Charlie Whitehead Blends Successful Business and Political Careers

Self-Made LegendCharlie Whitehead blends successful business and political careersBy Linda Kleindienst

 

There is nothing half-hearted about Charlie Whitehead. A big man with a booming voice and ready laugh, he has an enthusiasm for work and politics that’s hard to match.

Whitehead began working as a car salesman after coming home from the Korean War in 1954 and eventually developed two fruitful careers. He is a business success and can call “friend” a host of state and national political leaders, including former presidents and their advisers.

In his business life, Whitehead owned the Cook-Whitehead Ford dealership in Panama City until he finally sold it to AutoNation in 1998. On the side, he dabbled in Florida politics, a “hobby” that has seen him run successful Senate and presidential campaigns and four times get elected chairman of the Florida Democratic Party.

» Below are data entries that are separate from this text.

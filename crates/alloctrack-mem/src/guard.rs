//! `limit` scopes and their RAII guard.
//!
//! The guard pushes the scope on entry and pops it on drop, so the stack and
//! the tracking flag are restored on every exit path: normal return,
//! `LimitExceeded`, an error value, or an unrelated panic.

use std::panic::{self, AssertUnwindSafe};
use std::sync::atomic::{AtomicBool, Ordering};
use std::sync::Arc;

use alloctrack_core::{Error, Result, ScopeId};

use crate::abort::{checkpoint, LimitAbort};
use crate::registry;
use crate::scope::{self, LimitScope};
use crate::settings;
use crate::state::ThreadState;

/// RAII guard for one scope on the calling thread's stack.
pub(crate) struct ScopeGuard {
    state: Arc<ThreadState>,
    id: ScopeId,
    open: Arc<AtomicBool>,
    /// This scope turned tracking on, so it turns it off again.
    started_tracking: bool,
}

impl ScopeGuard {
    pub(crate) fn enter(threshold: u64) -> Result<Self> {
        let max = settings::current().max_scope_depth;
        if scope::with_scopes(|stack| stack.depth()) >= max {
            return Err(Error::NestingTooDeep { max });
        }

        let state = registry::current();
        let started_tracking = !state.is_active();
        if started_tracking {
            state.start();
        }

        let (allocated, freed) = state.raw_counts();
        let open = Arc::new(AtomicBool::new(true));
        let scope = LimitScope::new(threshold, allocated, freed, Arc::clone(&open));
        let id = scope.id;
        let (trip_at, depth) = scope::with_scopes_mut(|stack| {
            stack.push(scope);
            (stack.trip_point(), stack.depth())
        });
        state.arm(trip_at, depth, false);
        trace_event!(
            thread = state.key().get(),
            scope = id.get(),
            threshold,
            depth,
            "limit scope entered"
        );

        Ok(Self {
            state,
            id,
            open,
            started_tracking,
        })
    }

    pub(crate) fn id(&self) -> ScopeId {
        self.id
    }
}

impl Drop for ScopeGuard {
    fn drop(&mut self) {
        self.open.store(false, Ordering::Release);
        let (trip_at, depth) = scope::with_scopes_mut(|stack| {
            stack.remove(self.id);
            (stack.trip_point(), stack.depth())
        });
        if self.started_tracking {
            self.state.stop();
        }
        self.state.arm(trip_at, depth, true);
        trace_event!(scope = self.id.get(), depth, "limit scope exited");
    }
}

/// Run `block` under an allocation budget of `threshold` net-live objects.
///
/// Starts tracking on the calling thread if it is not already running and
/// stops it again on exit. If the scope's live count stays above `threshold`
/// after a forced collection, `block` is unwound at its next safe point and
/// `Err(LimitExceeded)` is returned. An error value returned by `block` comes
/// back as `Ok(Err(_))`; a panic in `block` is resumed after cleanup.
///
/// Fails with `InvalidArgument` for a negative or oversized threshold and with
/// `NestingTooDeep` past the configured depth; neither touches any state.
pub fn limit<T, F, R>(threshold: T, block: F) -> Result<R>
where
    T: TryInto<u64>,
    F: FnOnce() -> R,
{
    let threshold: u64 = threshold.try_into().map_err(|_| {
        Error::InvalidArgument("limit() must be passed a non-negative integer".to_string())
    })?;

    let guard = ScopeGuard::enter(threshold)?;
    let id = guard.id();
    let outcome = panic::catch_unwind(AssertUnwindSafe(|| {
        let value = block();
        // Scope exit is a safe point: nothing pending may outlive the scope.
        checkpoint();
        value
    }));
    drop(guard);

    match outcome {
        Ok(value) => Ok(value),
        Err(payload) => match payload.downcast::<LimitAbort>() {
            Ok(abort) if abort.0.scope == id => Err(Error::LimitExceeded {
                threshold: abort.0.threshold,
                live: abort.0.live,
            }),
            Ok(abort) => panic::resume_unwind(abort),
            Err(other) => panic::resume_unwind(other),
        },
    }
}
//! Per-thread counter state.
//!
//! Raw counters only ever grow while the thread is counting. `start()` does
//! not zero them; it moves the reporting epoch, so limit scopes (which keep
//! raw baselines) are never disturbed by a restart.

use std::sync::atomic::{AtomicBool, AtomicI64, AtomicU64, AtomicUsize, Ordering};

use alloctrack_core::ThreadKey;

use crate::abort::Mailbox;
use crate::tracking::PeakTracker;

/// No scope armed: the live count can never reach this.
pub(crate) const DISARMED: i64 = i64::MAX;

#[derive(Debug)]
pub struct ThreadState {
    key: ThreadKey,
    /// `start()`ed and not `stop()`ped.
    active: AtomicBool,
    /// `active || scope_depth > 0`; the only flag the hot path reads for idle threads.
    counting: AtomicBool,
    ever_started: AtomicBool,
    allocated: AtomicU64,
    freed: AtomicU64,
    epoch_allocated: AtomicU64,
    epoch_freed: AtomicU64,
    peak: PeakTracker,
    scope_depth: AtomicUsize,
    /// Smallest raw live count at which some scope on the stack trips.
    trip_at: AtomicI64,
    limit_signal: AtomicBool,
    pub(crate) mailbox: Mailbox,
}

#[inline]
fn live_of(allocated: u64, freed: u64) -> i64 {
    allocated.wrapping_sub(freed) as i64
}

impl ThreadState {
    pub(crate) fn new(key: ThreadKey) -> Self {
        Self {
            key,
            active: AtomicBool::new(false),
            counting: AtomicBool::new(false),
            ever_started: AtomicBool::new(false),
            allocated: AtomicU64::new(0),
            freed: AtomicU64::new(0),
            epoch_allocated: AtomicU64::new(0),
            epoch_freed: AtomicU64::new(0),
            peak: PeakTracker::new(),
            scope_depth: AtomicUsize::new(0),
            trip_at: AtomicI64::new(DISARMED),
            limit_signal: AtomicBool::new(false),
            mailbox: Mailbox::default(),
        }
    }

    pub fn key(&self) -> ThreadKey {
        self.key
    }

    // ----- hot path -----

    #[inline]
    pub(crate) fn record_alloc(&self) {
        if !self.counting.load(Ordering::Relaxed) {
            return;
        }
        let allocated = self.allocated.fetch_add(1, Ordering::Relaxed) + 1;
        let live = live_of(allocated, self.freed.load(Ordering::Relaxed));
        self.peak.record(live);
        if live >= self.trip_at.load(Ordering::Relaxed) {
            self.limit_signal.store(true, Ordering::Release);
        }
    }

    #[inline]
    pub(crate) fn record_free(&self) {
        if self.counting.load(Ordering::Relaxed) {
            self.freed.fetch_add(1, Ordering::Relaxed);
        }
    }

    // ----- owner-side transitions -----

    pub(crate) fn start(&self) {
        let (allocated, freed) = self.raw_counts();
        self.epoch_allocated.store(allocated, Ordering::Relaxed);
        self.epoch_freed.store(freed, Ordering::Relaxed);
        self.peak.reset(live_of(allocated, freed));
        self.ever_started.store(true, Ordering::Relaxed);
        self.active.store(true, Ordering::Relaxed);
        self.sync_counting();
    }

    pub(crate) fn stop(&self) {
        self.active.store(false, Ordering::Relaxed);
        self.sync_counting();
    }

    /// Install the trip point for the current scope stack.
    ///
    /// With `recheck`, a live count already at or past the new trip point
    /// raises the signal immediately; used when a scope is popped and an
    /// outer scope may already be over budget.
    pub(crate) fn arm(&self, trip_at: i64, depth: usize, recheck: bool) {
        self.trip_at.store(trip_at, Ordering::Relaxed);
        self.scope_depth.store(depth, Ordering::Relaxed);
        self.sync_counting();
        if recheck && depth > 0 && self.raw_live() >= trip_at {
            self.limit_signal.store(true, Ordering::Release);
        }
    }

    fn sync_counting(&self) {
        let on = self.active.load(Ordering::Relaxed)
            || self.scope_depth.load(Ordering::Relaxed) > 0;
        self.counting.store(on, Ordering::Relaxed);
    }

    pub(crate) fn take_limit_signal(&self) -> bool {
        self.limit_signal.load(Ordering::Acquire) && self.limit_signal.swap(false, Ordering::AcqRel)
    }

    pub(crate) fn raw_counts(&self) -> (u64, u64) {
        (
            self.allocated.load(Ordering::Relaxed),
            self.freed.load(Ordering::Relaxed),
        )
    }

    pub(crate) fn raw_live(&self) -> i64 {
        let (allocated, freed) = self.raw_counts();
        live_of(allocated, freed)
    }

    // ----- reads -----

    pub fn is_active(&self) -> bool {
        self.active.load(Ordering::Relaxed)
    }

    pub fn is_counting(&self) -> bool {
        self.counting.load(Ordering::Relaxed)
    }

    pub fn has_started(&self) -> bool {
        self.ever_started.load(Ordering::Relaxed)
    }

    pub fn scope_depth(&self) -> usize {
        self.scope_depth.load(Ordering::Relaxed)
    }

    /// Allocations counted since the last `start()`.
    pub fn allocated(&self) -> u64 {
        self.allocated
            .load(Ordering::Relaxed)
            .wrapping_sub(self.epoch_allocated.load(Ordering::Relaxed))
    }

    /// Frees counted since the last `start()`.
    pub fn freed(&self) -> u64 {
        self.freed
            .load(Ordering::Relaxed)
            .wrapping_sub(self.epoch_freed.load(Ordering::Relaxed))
    }

    pub fn delta(&self) -> i64 {
        live_of(self.allocated(), self.freed())
    }

    /// Highest `delta` seen since the last `start()`.
    pub fn max_delta(&self) -> i64 {
        let epoch = live_of(
            self.epoch_allocated.load(Ordering::Relaxed),
            self.epoch_freed.load(Ordering::Relaxed),
        );
        self.peak.peak().wrapping_sub(epoch)
    }
}

#[cfg(test)]
mod tests {
    use super::*;

    fn state() -> ThreadState {
        ThreadState::new(ThreadKey::new(u64::MAX))
    }

    #[test]
    fn idle_state_ignores_events() {
        let s = state();
        s.record_alloc();
        s.record_free();
        assert_eq!(s.raw_counts(), (0, 0));
        assert!(!s.has_started());
    }

    #[test]
    fn restart_moves_the_epoch_not_the_raw_counters() {
        let s = state();
        s.start();
        for _ in 0..5 {
            s.record_alloc();
        }
        s.record_free();
        assert_eq!((s.allocated(), s.freed(), s.delta()), (5, 1, 4));
        assert_eq!(s.max_delta(), 5);

        s.start();
        assert_eq!((s.allocated(), s.freed(), s.delta()), (0, 0, 0));
        assert_eq!(s.max_delta(), 0);
        assert_eq!(s.raw_counts(), (5, 1));
    }

    #[test]
    fn stop_freezes_reported_counts() {
        let s = state();
        s.start();
        s.record_alloc();
        s.stop();
        s.record_alloc();
        assert_eq!(s.allocated(), 1);
        assert!(!s.is_active());
        assert!(s.has_started());
    }

    #[test]
    fn armed_scope_keeps_counting_after_stop() {
        let s = state();
        s.start();
        s.arm(3, 1, false);
        s.stop();
        assert!(s.is_counting());
        s.record_alloc();
        s.record_alloc();
        assert!(!s.take_limit_signal());
        s.record_alloc();
        assert!(s.take_limit_signal());
        assert!(!s.take_limit_signal());
    }

    #[test]
    fn recheck_on_rearm_raises_signal_when_already_past() {
        let s = state();
        s.start();
        for _ in 0..4 {
            s.record_alloc();
        }
        s.arm(2, 1, true);
        assert!(s.take_limit_signal());
        s.arm(DISARMED, 0, true);
        assert!(!s.take_limit_signal());
    }

    #[test]
    fn frees_are_counted_even_past_the_same_window() {
        let s = state();
        s.start();
        s.record_free();
        s.record_free();
        assert_eq!(s.delta(), -2);
    }
}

Born in Panama City, Whitehead grew up in the car business. His father, a native of Washington County, was service manager at Cook Ford (which added the Whitehead name in 1960), and his uncle owned the first Chevrolet dealership in Bonifay.

“I went to the University of Miami in 1950, but then the Korean War started,” he recalls. “You either joined the Navy or were drafted by the Army, so I went in the Navy.” He served as an electronics technician and radar observer for the AD-4 Skyraiders, dive bombers assigned to the aircraft carrier USS Philippine Sea.

Whitehead planned to go back to school on his return but went to the Ford dealership for a job instead.

“I got successful, put school off for a year, made good money and just didn’t go back,” he says. “I liked what I was doing.”

A lifelong Democrat born in Panama City, Whitehead made his first foray into politics by helping in the congressional campaigns of Bob Sikes in the 1960s. That got him “infatuated” with politics, and he quickly delved into his first statewide campaign by helping a relatively unknown state senator from Pensacola run for governor. Reubin Askew went on to win that race in 1970 — and Whitehead was hooked.

In 1976, he helped engineer Jimmy Carter’s surprise presidential win in Florida. Carter aide Hamilton Jordan decided that Whitehead should be the state Democratic Party chairman in time for the 1980 presidential campaign. Whitehead did win the chairmanship in April, but his party had an uphill battle in trying to defeat the Republican juggernaut led by Ronald Reagan.

“I got elected just in time for the ‘Reagan Revolution,’ ” Whitehead remembers. And Carter lost Florida.

Whitehead left the state party post in 1989, when business partner Bill Cook died. But in 2000, he was called back to help out a financially troubled political party. With the help of a friend, Bill Clinton, he raised $3 million in eight months.

Ironically, one of Whitehead’s closest friends during those years was a competitor — in politics and business. Tommy Thomas owned Thomas Chevrolet, which for many years was located just across the street from Whitehead’s Ford dealership. Thomas also happened to be chairman of the Republican Party of Florida.

“We used to use field glasses and get the license plate number of his customers, then call them up,” Whitehead says with a laugh. “He did the same thing to us.”

Bill Cramer, Thomas’ son-in-law, still runs the Chevy dealership and talks with Whitehead sometimes twice a week. He says his friend and former competitor did business the way it should be done — by being intimately involved with every aspect of it.

“He is a very astute business person and a tough competitor, but he believes in fair play,” says Cramer. “He came up the hard way. He is a self-made success.”

For youngsters entering the work force, Whitehead has some seasoned advice:

“Stay focused, have integrity. If you tell somebody you’ll do something, do it. If you can’t, then tell them why.”